* [PROVIDED RECORDS]:

··········

use thiserror::Error;

/// Failures raised by a [`crate::store::Store`] implementation.
#[derive(Error, Debug)]
pub enum StoreError {
    #[error("database error: {0}")]
    Database(#[from] sqlx::Error),
    #[error("store unavailable: {0}")]
    Unavailable(String),
    #[error("corrupt row: {0}")]
    Corrupt(String),
}

/// Everything an inbound event can fail with. Each variant is reported to the
/// originating connection only.
#[derive(Error, Debug)]
pub enum HubError {
    #[error("Not authorized: {0}")]
    Unauthorized(String),
    #[error("Invalid request: {0}")]
    Validation(String),
    #[error("Could not verify group membership")]
    MembershipLookup(#[source] StoreError),
    #[error("Failed to save message")]
    Persistence(#[source] StoreError),
    #[error("Message sent, but notifying group members failed")]
    FanoutDegraded(#[source] StoreError),
    #[error("Too many pending events, slow down")]
    Overloaded,
}

impl HubError {
    pub fn not_a_member(group_id: &str) -> Self {
        HubError::Unauthorized(format!("you are not a member of group {group_id}"))
    }

    pub fn bound_elsewhere() -> Self {
        HubError::Unauthorized("connection is already bound to another user".into())
    }

    /// Degraded fanout is surfaced as a warning, not an error: the message
    /// itself was delivered.
    pub fn is_warning(&self) -> bool {
        matches!(self, HubError::FanoutDegraded(_))
    }

    pub fn kind(&self) -> &'static str {
        match self {
            HubError::Unauthorized(_) => "authorization",
            HubError::Validation(_) => "validation",
            HubError::MembershipLookup(_) => "membership_lookup",
            HubError::Persistence(_) => "persistence",
            HubError::FanoutDegraded(_) => "fanout_degraded",
            HubError::Overloaded => "overloaded",
        }
    }
}
//! Hub configuration, read from environment variables. Every setting has a
//! default so the hub starts with no configuration at all.

use std::net::SocketAddr;
use std::path::PathBuf;
use std::str::FromStr;

use log::warn;

#[derive(Debug, Clone, PartialEq, Eq)]
pub struct TlsPaths {
    pub cert: PathBuf,
    pub key: PathBuf,
}

#[derive(Debug, Clone)]
pub struct HubConfig {
    /// Env: `HUB_ADDR`
    pub addr: SocketAddr,

    /// SQLite URL for the durable store. Without one the hub keeps everything
    /// in memory.
    /// Env: `DATABASE_URL`
    pub database_url: Option<String>,

    /// Env: `HUB_TLS_CERT` and `HUB_TLS_KEY`, both required.
    pub tls: Option<TlsPaths>,

    /// Env: `HUB_STATIC_DIR`
    pub static_dir: PathBuf,

    /// Env: `HUB_MAX_MESSAGE_LENGTH`
    pub max_message_length: usize,

    /// Env: `HUB_HISTORY_LIMIT`
    pub history_default_limit: usize,

    /// Env: `HUB_HISTORY_MAX_LIMIT`
    pub history_max_limit: usize,

    /// Inbound events a single connection may have waiting before further
    /// frames are shed.
    /// Env: `HUB_EVENT_QUEUE_DEPTH`
    pub event_queue_depth: usize,
}

impl Default for HubConfig {
    fn default() -> Self {
        HubConfig {
            addr: ([0, 0, 0, 0], 2052).into(),
            database_url: None,
            tls: None,
            static_dir: PathBuf::from("public"),
            max_message_length: 4000,
            history_default_limit: 50,
            history_max_limit: 200,
            event_queue_depth: 64,
        }
    }
}

impl HubConfig {
    pub fn from_env() -> Self {
        Self::from_lookup(|key| std::env::var(key).ok())
    }

    fn from_lookup(lookup: impl Fn(&str) -> Option<String>) -> Self {
        let mut config = Self::default();

        parse_into(&lookup, "HUB_ADDR", &mut config.addr);
        parse_into(&lookup, "HUB_MAX_MESSAGE_LENGTH", &mut config.max_message_length);
        parse_into(&lookup, "HUB_HISTORY_LIMIT", &mut config.history_default_limit);
        parse_into(&lookup, "HUB_HISTORY_MAX_LIMIT", &mut config.history_max_limit);
        parse_into(&lookup, "HUB_EVENT_QUEUE_DEPTH", &mut config.event_queue_depth);

        if let Some(url) = lookup("DATABASE_URL").filter(|url| !url.is_empty()) {
            config.database_url = Some(url);
        }

        if let Some(dir) = lookup("HUB_STATIC_DIR") {
            config.static_dir = PathBuf::from(dir);
        }

        match (lookup("HUB_TLS_CERT"), lookup("HUB_TLS_KEY")) {
            (Some(cert), Some(key)) => {
                config.tls = Some(TlsPaths {
                    cert: PathBuf::from(cert),
                    key: PathBuf::from(key),
                });
            }
            (None, None) => {}
            _ => warn!("HUB_TLS_CERT and HUB_TLS_KEY must be set together, serving without TLS"),
        }

        if config.history_default_limit > config.history_max_limit {
            warn!(
                "HUB_HISTORY_LIMIT {} exceeds HUB_HISTORY_MAX_LIMIT {}, clamping",
                config.history_default_limit, config.history_max_limit
            );
            config.history_default_limit = config.history_max_limit;
        }

        if config.event_queue_depth == 0 {
            warn!("HUB_EVENT_QUEUE_DEPTH must be positive, using default");
            config.event_queue_depth = Self::default().event_queue_depth;
        }

        config
    }

    /// Resolve a client-requested history size.
    pub fn history_limit(&self, requested: Option<usize>) -> usize {
        requested
            .unwrap_or(self.history_default_limit)
            .clamp(1, self.history_max_limit.max(1))
    }
}

fn parse_into<T: FromStr>(lookup: &impl Fn(&str) -> Option<String>, key: &str, target: &mut T) {
    let Some(raw) = lookup(key) else {
        return;
    };
    match raw.parse() {
        Ok(value) => *target = value,
        Err(_) => warn!("Invalid {} value {:?}, using default", key, raw),
    }
}
//! Real-time hub for course study groups: authorized per-group rooms,
//! persist-before-broadcast chat, urgent notification fanout and typing
//! presence over WebSockets.

pub mod config;
pub mod error;
pub mod fanout;
pub mod hub;
pub mod ingest;
pub mod messages;
pub mod models;
pub mod presence;
pub mod registry;
pub mod rooms;
pub mod routes;
pub mod store;
pub mod tls;

pub use hub::Hub;
use std::collections::BTreeSet;
use std::sync::Arc;

use log::info;

use crate::error::HubError;
use crate::messages::ServerMessage;
use crate::models::{Message, Notification, NotificationDraft};
use crate::rooms::RoomManager;
use crate::store::Store;

/// Writes one durable notification per group member except the author, then
/// nudges the live room.
pub struct NotificationFanout {
    store: Arc<dyn Store>,
    rooms: Arc<RoomManager>,
}

impl NotificationFanout {
    pub fn new(store: Arc<dyn Store>, rooms: Arc<RoomManager>) -> Self {
        NotificationFanout { store, rooms }
    }

    pub async fn fanout_urgent(&self, message: &Message) -> Result<Vec<Notification>, HubError> {
        let roster = self
            .store
            .list_members(&message.group_id)
            .await
            .map_err(HubError::FanoutDegraded)?;

        // one row per member, however many memberships or connections they have
        let recipients: Vec<String> = roster
            .into_iter()
            .map(|membership| membership.user_id)
            .filter(|user_id| Some(user_id.as_str()) != message.user_id.as_deref())
            .collect::<BTreeSet<_>>()
            .into_iter()
            .collect();

        let draft = NotificationDraft::urgent(message);
        let created = if recipients.is_empty() {
            Vec::new()
        } else {
            self.store
                .create_notifications_for_members(&recipients, &draft)
                .await
                .map_err(HubError::FanoutDegraded)?
        };
        info!(
            "Urgent message {} in group {}: {} notifications",
            message.id,
            message.group_id,
            created.len()
        );

        self.rooms
            .broadcast(
                &message.group_id,
                &ServerMessage::UrgentMessage {
                    message: message.clone(),
                    notification: draft,
                },
            )
            .await;
        Ok(created)
    }
}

··········

* [WHAT TO WORK ON]: Counting only lines that hold the word "HubConfig", report how many there are in the listing above, as a number alone.

* [WRITTEN RESPONSE]: 4